La ciudad de Nueva York ha iniciado un ambicioso proyecto piloto en Queens con el objetivo de transformar la forma en que operan los carritos de comida. Este plan, que comenzó el martes, se centra en reemplazar los generadores de gasolina y diésel que actualmente utilizan estos vendedores por baterías eléctricas recargables. La implementación inicial se llevará a cabo con diez vendedores en el parque Flushing Meadows–Corona Park y se extenderá por un periodo de seis meses. Si este modelo se expande a los 20.500 carritos de comida con licencia en la ciudad, se estima que podría reducir más de 120.000 toneladas métricas de emisiones de dióxido de carbono anualmente, un impacto ambiental equivalente a retirar aproximadamente 30.000 automóviles de las calles cada año.

El programa, denominado "Programa de Carritos con Energía Limpia de Nueva York", ha sido impulsado por la Oficina de Justicia Climática y Ambiental de la Ciudad de Nueva York (MOCEJ). Este esfuerzo no solo busca mejorar la calidad del aire en la ciudad, sino también ofrecer una solución sostenible para los vendedores ambulantes que dependen de equipos que funcionan a combustión, los cuales han sido responsables de emisiones nocivas que afectan tanto a los trabajadores como a los transeúntes.

En Flushing Meadows–Corona Park, un lugar emblemático que recibe más de nueve millones de visitantes al año, se ha seleccionado este espacio como punto de partida debido a su visibilidad y la diversidad de vendedores que operan allí, muchos de los cuales son inmigrantes con décadas de experiencia.

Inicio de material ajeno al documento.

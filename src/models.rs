use std::collections::{BTreeMap, HashMap};
use std::fmt;
use std::str::FromStr;

use serde::Serialize;

use crate::error::PipelineError;

/// Development status as reported by the WHO export. An empty cell is `Unknown`.
#[derive(Debug, Clone, Copy, PartialEq, Eq, Hash, Default)]
pub enum Status {
    Developing,
    Developed,
    #[default]
    Unknown,
}

impl Status {
    pub fn as_str(self) -> &'static str {
        match self {
            Status::Developing => "Developing",
            Status::Developed => "Developed",
            Status::Unknown => "",
        }
    }

    pub fn is_known(self) -> bool {
        self != Status::Unknown
    }

    /// Anything other than the two known labels is treated as missing.
    pub fn parse(raw: &str) -> Self {
        match raw.trim() {
            "Developing" => Status::Developing,
            "Developed" => Status::Developed,
            _ => Status::Unknown,
        }
    }
}

impl fmt::Display for Status {
    fn fmt(&self, f: &mut fmt::Formatter<'_>) -> fmt::Result {
        f.write_str(self.as_str())
    }
}

/// A column of the dataset.
#[derive(Debug, Clone, Copy, PartialEq, Eq, PartialOrd, Ord, Hash, Serialize)]
pub enum Field {
    Country,
    Year,
    Status,
    LifeExpectancy,
    AdultMortality,
    InfantDeaths,
    UnderFiveDeaths,
    Gdp,
    PercentageExpenditure,
    Schooling,
    Polio,
    Diphtheria,
}

impl Field {
    pub const ALL: [Field; 12] = [
        Field::Country,
        Field::Year,
        Field::Status,
        Field::LifeExpectancy,
        Field::AdultMortality,
        Field::InfantDeaths,
        Field::UnderFiveDeaths,
        Field::Gdp,
        Field::PercentageExpenditure,
        Field::Schooling,
        Field::Polio,
        Field::Diphtheria,
    ];

    /// Fields checked by the negative-value audit.
    pub const NON_NEGATIVE: [Field; 4] = [
        Field::LifeExpectancy,
        Field::AdultMortality,
        Field::InfantDeaths,
        Field::UnderFiveDeaths,
    ];

    /// Canonical CSV header.
    pub fn column_name(self) -> &'static str {
        match self {
            Field::Country => "Country",
            Field::Year => "Year",
            Field::Status => "Status",
            Field::LifeExpectancy => "Lifeexpectancy",
            Field::AdultMortality => "AdultMortality",
            Field::InfantDeaths => "infantdeaths",
            Field::UnderFiveDeaths => "under_fivedeaths",
            Field::Gdp => "GDP",
            Field::PercentageExpenditure => "percentageexpenditure",
            Field::Schooling => "Schooling",
            Field::Polio => "Polio",
            Field::Diphtheria => "Diphtheria",
        }
    }

    pub fn is_numeric(self) -> bool {
        !matches!(self, Field::Country | Field::Status)
    }
}

impl fmt::Display for Field {
    fn fmt(&self, f: &mut fmt::Formatter<'_>) -> fmt::Result {
        f.write_str(self.column_name())
    }
}

impl FromStr for Field {
    type Err = PipelineError;

    /// Accepts the canonical header, the WHO export spelling, or a snake_case name.
    /// Matching ignores case, whitespace, `-` and `_`.
    fn from_str(s: &str) -> Result<Self, Self::Err> {
        let key: String = s
            .chars()
            .filter(|c| !c.is_whitespace() && *c != '-' && *c != '_')
            .collect::<String>()
            .to_ascii_lowercase();
        let field = match key.as_str() {
            "country" => Field::Country,
            "year" => Field::Year,
            "status" => Field::Status,
            "lifeexpectancy" => Field::LifeExpectancy,
            "adultmortality" => Field::AdultMortality,
            "infantdeaths" => Field::InfantDeaths,
            "underfivedeaths" => Field::UnderFiveDeaths,
            "gdp" => Field::Gdp,
            "percentageexpenditure" => Field::PercentageExpenditure,
            "schooling" => Field::Schooling,
            "polio" => Field::Polio,
            "diphtheria" => Field::Diphtheria,
            _ => return Err(PipelineError::UnknownField(s.to_owned())),
        };
        Ok(field)
    }
}

/// One country-year observation.
#[derive(Debug, Clone, PartialEq, Default)]
pub struct LifeExpectancyRecord {
    pub row_id: u64,
    pub country: String,
    pub year: i32,
    pub status: Status,
    pub life_expectancy: Option<f64>,
    pub adult_mortality: Option<i64>,
    pub infant_deaths: Option<i64>,
    pub under_five_deaths: Option<i64>,
    pub gdp: Option<f64>,
    pub percentage_expenditure: Option<f64>,
    pub schooling: Option<f64>,
    pub polio: Option<f64>,
    pub diphtheria: Option<f64>,
}

impl LifeExpectancyRecord {
    pub fn new(country: impl Into<String>, year: i32) -> Self {
        Self {
            country: country.into(),
            year,
            ..Default::default()
        }
    }

    /// Numeric view of a field. `None` for missing values and for Country/Status.
    pub fn value(&self, field: Field) -> Option<f64> {
        match field {
            Field::Country | Field::Status => None,
            Field::Year => Some(f64::from(self.year)),
            Field::LifeExpectancy => self.life_expectancy,
            Field::AdultMortality => self.adult_mortality.map(|v| v as f64),
            Field::InfantDeaths => self.infant_deaths.map(|v| v as f64),
            Field::UnderFiveDeaths => self.under_five_deaths.map(|v| v as f64),
            Field::Gdp => self.gdp,
            Field::PercentageExpenditure => self.percentage_expenditure,
            Field::Schooling => self.schooling,
            Field::Polio => self.polio,
            Field::Diphtheria => self.diphtheria,
        }
    }

    pub fn is_missing(&self, field: Field) -> bool {
        match field {
            Field::Country => self.country.trim().is_empty(),
            Field::Status => !self.status.is_known(),
            _ => self.value(field).is_none(),
        }
    }

    /// Mean of Polio and Diphtheria coverage; missing if either is missing.
    pub fn immunization_rate(&self) -> Option<f64> {
        Some((self.polio? + self.diphtheria?) / 2.0)
    }

    pub(crate) fn clear(&mut self, field: Field) {
        match field {
            Field::LifeExpectancy => self.life_expectancy = None,
            Field::AdultMortality => self.adult_mortality = None,
            Field::InfantDeaths => self.infant_deaths = None,
            Field::UnderFiveDeaths => self.under_five_deaths = None,
            Field::Gdp => self.gdp = None,
            Field::PercentageExpenditure => self.percentage_expenditure = None,
            Field::Schooling => self.schooling = None,
            Field::Polio => self.polio = None,
            Field::Diphtheria => self.diphtheria = None,
            Field::Country | Field::Year | Field::Status => {}
        }
    }
}

/// The in-memory dataset. Rows keep their load order; row ids are assigned here.
#[derive(Debug, Clone, Default, PartialEq)]
pub struct Table {
    records: Vec<LifeExpectancyRecord>,
}

impl Table {
    /// Takes ownership of the records and numbers them 1.. in the given order.
    pub fn from_records(mut records: Vec<LifeExpectancyRecord>) -> Self {
        for (i, record) in records.iter_mut().enumerate() {
            record.row_id = i as u64 + 1;
        }
        Self { records }
    }

    pub fn records(&self) -> &[LifeExpectancyRecord] {
        &self.records
    }

    pub(crate) fn records_mut(&mut self) -> &mut [LifeExpectancyRecord] {
        &mut self.records
    }

    pub fn len(&self) -> usize {
        self.records.len()
    }

    pub fn is_empty(&self) -> bool {
        self.records.is_empty()
    }

    /// Keeps the rows matching `keep` and returns how many were deleted.
    pub(crate) fn retain<F>(&mut self, keep: F) -> usize
    where
        F: FnMut(&LifeExpectancyRecord) -> bool,
    {
        let before = self.records.len();
        self.records.retain(keep);
        before - self.records.len()
    }

    /// Row positions grouped by Country, in row order.
    pub fn country_index(&self) -> BTreeMap<&str, Vec<usize>> {
        let mut index: BTreeMap<&str, Vec<usize>> = BTreeMap::new();
        for (pos, record) in self.records.iter().enumerate() {
            index.entry(record.country.as_str()).or_default().push(pos);
        }
        index
    }

    /// Row positions grouped by (Country, Year), in row order.
    pub fn key_index(&self) -> HashMap<(&str, i32), Vec<usize>> {
        let mut index: HashMap<(&str, i32), Vec<usize>> = HashMap::new();
        for (pos, record) in self.records.iter().enumerate() {
            index
                .entry((record.country.as_str(), record.year))
                .or_default()
                .push(pos);
        }
        index
    }
}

El entorno del parque, famoso por su gran esfera de acero, proporciona una plataforma ideal para demostrar cómo podría ser una red de carritos de comida impulsados por energías limpias, y así inspirar a otros vendedores a participar en la transformación hacia prácticas más sostenibles.

Un estudio reciente del Proyecto de Vendedores Ambulantes revela que el 97% de estos pequeños negocios en la ciudad depende de generadores de gasolina o diésel. Estos dispositivos, aunque esenciales para la operación diaria, liberan monóxido de carbono, hidrocarburos y otros contaminantes que afectan la salud pública. Según estimaciones ambientales, un vendedor promedio consume alrededor de 1.750 litros de gasolina al año, lo que resulta en cerca de cuatro toneladas de dióxido de carbono, además de otros contaminantes tóxicos que se dispersan en el aire.

La empresa PopWheels jugará un papel crucial en la infraestructura del proyecto, proporcionando un sistema de intercambio de baterías que incluye medidas de seguridad avanzadas contra incendios, además de asistencia técnica a los vendedores participantes. También se encargará de adaptar los carritos para que sean compatibles con los nuevos sistemas eléctricos, garantizando que los vendedores puedan operar de manera eficiente y segura en este nuevo entorno tecnológico.

Este proyecto es el resultado de una colaboración entre MOCEJ, el Departamento de Parques, el Departamento de Bomberos, el Proyecto de Vendedores Ambulantes y la Fundación de Parques de la Ciudad. La vicealcaldesa de Operaciones, Julia Kerson, ha subrayado la importancia de este plan, indicando que muchos vendedores dependen de generadores, ya que sus operaciones son autónomas y requieren un suministro eléctrico constante. Sin embargo, muchos de estos dispositivos fueron diseñados para usos temporales y no son ideales para el funcionamiento continuo durante una jornada laboral completa. Con este nuevo enfoque, Nueva York busca no solo modernizar el sector de la venta ambulante, sino también contribuir significativamente a la mejora del medio ambiente en la ciudad.